Not only does this ace bakery offer a daily assortment of appealing sandwiches, quiches, and tartines — plus some of the best pastries the city has to offer — you can do your bread shopping here, too. Don’t miss the super-crusty, extended-fermentation baguette or the seasonal specials, like the spectacular, sweet yet hearty burnt-honey-and-apricot loaf.

Ganso
25 Bond St., nr. Livingston St., Downtown Brooklyn; 718-403-0900

The area’s best ramen joint offers a daily lunch special — any of the seven varieties of ramen plus a half-order of gyoza and a can of soda for under $20 — as well as lunch bentos, with your choice of salmon teriyaki or pork tonkatsu, served with rice and in a very-Brooklyn kale salad.

Iris Café
20 Columbia Pl., nr. State St., Brooklyn Heights; 718-722-7395

This lovely spot, on a block so quiet and tucked away that it feels almost hidden, serves brunch from 8 a.m. to 4 p.m. every day, offering healthy-ish breakfast and lunch classics from avocado toast and chilaquiles to a farro Cobb salad and roasted turkey sandwich. And if you end up with any time to kill, you’re just a hop and a skip away from the Brooklyn Bridge Park outpost of Ample Hills.

Queen
84 Court St., nr. Livingston St., Brooklyn Heights; 718-596-5955

The number-one absolute best red-sauce joint in New York is Brooklyn’s answer to Manhattan’s courts-adjacent Forlini’s, but better. There’s only one menu for lunch and dinner, and prices can feel a bit high for a midday meal, but the $32.95 three-course prix fixe (which is only on offer until 6:30) is a pretty good value for a one-time splurge: an antipasto, a main course, and dessert, plus coffee or tea.

Shake Shack
409 Fulton St., nr. Adams St., Downtown Brooklyn; 718-307-7590

Heard of it?
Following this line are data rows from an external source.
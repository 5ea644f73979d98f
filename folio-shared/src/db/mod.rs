/// Database layer for Folio
///
/// # Modules
///
/// - `pool`: PostgreSQL connection pool management with health checks
/// - `migrations`: Embedded schema migrations
/// - `store`: The persistence interface (`Store`, `StoreError`)
/// - `postgres`: `PgStore`, the production store
/// - `memory`: `MemoryStore`, an in-process store with identical constraints
///
/// # Example
///
/// ```no_run
/// use std::sync::Arc;
/// use folio_shared::db::pool::{create_pool, DatabaseConfig};
/// use folio_shared::db::migrations::run_migrations;
/// use folio_shared::db::postgres::PgStore;
/// use folio_shared::db::store::Store;
///
/// #[tokio::main]
/// async fn main() -> Result<(), Box<dyn std::error::Error>> {
///     let config = DatabaseConfig {
///         url: std::env::var("DATABASE_URL")?,
///         ..Default::default()
///     };
///
///     let pool = create_pool(config).await?;
///     run_migrations(&pool).await?;
///
///     let store: Arc<dyn Store> = Arc::new(PgStore::new(pool));
///     Ok(())
/// }
/// ```

pub mod memory;
pub mod migrations;
pub mod pool;
pub mod postgres;
pub mod store;
/// Domain errors raised by the article service

use serde::Serialize;
use uuid::Uuid;
use validator::ValidationErrors;

use crate::auth::session::AuthError;
use crate::db::store::StoreError;

/// A single rejected input field
#[derive(Debug, Clone, PartialEq, Eq, Serialize)]
pub struct FieldError {
    pub field: String,
    pub message: String,
}

impl FieldError {
    pub fn new(field: impl Into<String>, message: impl Into<String>) -> Self {
        Self {
            field: field.into(),
            message: message.into(),
        }
    }
}

/// Error type for article service operations
#[derive(Debug, thiserror::Error)]
pub enum ServiceError {
    /// The caller is not signed in
    #[error("Authentication required")]
    Unauthenticated,

    /// The caller's session could not be mapped to a user
    #[error("Identity error: {0}")]
    IdentityError(String),

    /// One or more input fields were rejected
    #[error("Validation failed: {}", summarize(.0))]
    Validation(Vec<FieldError>),

    /// Another article already uses the slug derived from the title
    #[error("An article with slug '{slug}' already exists")]
    DuplicateSlug { slug: String },

    /// The addressed article does not exist
    #[error("Article not found: {0}")]
    NotFound(Uuid),

    /// Persistence failed unexpectedly
    #[error(transparent)]
    Store(StoreError),
}

impl ServiceError {
    /// Validation failure on a single field
    pub fn field(field: impl Into<String>, message: impl Into<String>) -> Self {
        ServiceError::Validation(vec![FieldError::new(field, message)])
    }
}

fn summarize(errors: &[FieldError]) -> String {
    errors
        .iter()
        .map(|e| format!("{}: {}", e.field, e.message))
        .collect::<Vec<_>>()
        .join("; ")
}

impl From<ValidationErrors> for ServiceError {
    fn from(errors: ValidationErrors) -> Self {
        let mut fields: Vec<FieldError> = errors
            .field_errors()
            .into_iter()
            .flat_map(|(field, errs)| {
                let field = field.to_string();
                errs.iter().map(move |e| {
                    let message = e
                        .message
                        .as_ref()
                        .map(|m| m.to_string())
                        .unwrap_or_else(|| format!("{} is invalid", field));
                    FieldError::new(field.clone(), message)
                })
            })
            .collect();
        fields.sort_by(|a, b| a.field.cmp(&b.field));

        ServiceError::Validation(fields)
    }
}

impl From<StoreError> for ServiceError {
    fn from(err: StoreError) -> Self {
        match err {
            StoreError::NotFound(id) => ServiceError::NotFound(id),
            StoreError::SlugConflict(slug) => ServiceError::DuplicateSlug { slug },
            StoreError::InvalidParent(_) => {
                ServiceError::field("parent_id", "Parent article does not exist")
            }
            other => ServiceError::Store(other),
        }
    }
}

impl From<AuthError> for ServiceError {
    fn from(err: AuthError) -> Self {
        match err {
            AuthError::Unauthenticated => ServiceError::Unauthenticated,
            AuthError::IdentityError(msg) => ServiceError::IdentityError(msg),
            AuthError::Provider(e) => ServiceError::IdentityError(e.to_string()),
            AuthError::Store(e) => ServiceError::Store(e),
        }
    }
}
If you’re craving a burger and a concrete and an extremely short walk, you can do no better.

Table 87
87 Atlantic Ave., nr. Hicks St., Brooklyn Heights; 718-797-9300

Table 87 claims to be the first pizza place in Brooklyn to offer a coal-oven slice; true or not, it’s a good one, slathered in sweet marinara sauce and layered with fresh mozzarella and whole leaves of basil, with a charred-bubble crust. You can take a slice or two to go, or eat in; they also have a full menu of personal-size pizzas, panini, pastas, salads, sandwiches (including a burger), and calzones.